## WHAT THE TASK ASKS
Please state how many lines in the records below contain the word "with"; the number alone is the answer.

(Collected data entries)
——————————
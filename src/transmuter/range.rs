//! Position and span tracking for source locations
//!
//! ## Types
//!
//! - [`Position`] - A character index together with its line:column
//! - [`Span`] - A start/end pair of positions
//!
//! ## Key Design
//!
//! - **Character indices**: input is addressed by `char`, not by byte, so spans can be used
//!   to slice the lexer's character buffer directly
//! - **1-based lines and columns**: matches the `file:line:column` convention of error messages
//! - **Incremental**: positions are advanced one character at a time by the lexer; there is
//!   no separate offset-to-line lookup

use serde::Serialize;
use std::fmt;

/// A position in the input: character index plus line and column (both 1-based).
///
/// Ordering is by index, which is consistent with line/column ordering for positions
/// produced by [`Position::advance`].
#[derive(Debug, Clone, Copy, PartialEq, Eq, PartialOrd, Ord, Hash, Serialize)]
pub struct Position {
    pub index: usize,
    pub line: usize,
    pub column: usize,
}

impl Position {
    /// The position before the first character.
    pub const START: Position = Position {
        index: 0,
        line: 1,
        column: 1,
    };

    pub fn new(index: usize, line: usize, column: usize) -> Self {
        Self {
            index,
            line,
            column,
        }
    }

    /// The position right after `ch`, which must be the character at `self`.
    pub fn advance(self, ch: char) -> Self {
        if ch == '\n' {
            Self::new(self.index + 1, self.line + 1, 1)
        } else {
            Self::new(self.index + 1, self.line, self.column + 1)
        }
    }
}

impl fmt::Display for Position {
    fn fmt(&self, f: &mut fmt::Formatter<'_>) -> fmt::Result {
        write!(f, "{}:{}", self.line, self.column)
    }
}

impl Default for Position {
    fn default() -> Self {
        Self::START
    }
}

/// A half-open stretch of input between two positions.
#[derive(Debug, Clone, Copy, PartialEq, Eq, Hash, Serialize, Default)]
pub struct Span {
    pub start: Position,
    pub end: Position,
}

impl Span {
    pub fn new(start: Position, end: Position) -> Self {
        Self { start, end }
    }

    /// An empty span located at `at`.
    pub fn empty(at: Position) -> Self {
        Self::new(at, at)
    }

    /// Number of characters covered.
    pub fn len(&self) -> usize {
        self.end.index.saturating_sub(self.start.index)
    }

    pub fn is_empty(&self) -> bool {
        self.len() == 0
    }

    /// Check if a position falls inside this span (end excluded).
    pub fn contains(&self, pos: Position) -> bool {
        self.start.index <= pos.index && pos.index < self.end.index
    }

    /// Smallest span covering both.
    pub fn cover(&self, other: &Span) -> Span {
        Span::new(self.start.min(other.start), self.end.max(other.end))
    }
}

impl fmt::Display for Span {
    fn fmt(&self, f: &mut fmt::Formatter<'_>) -> fmt::Result {
        write!(f, "{}..{}", self.start, self.end)
    }
}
——————————
## RESULT OF THE EXERCISE
2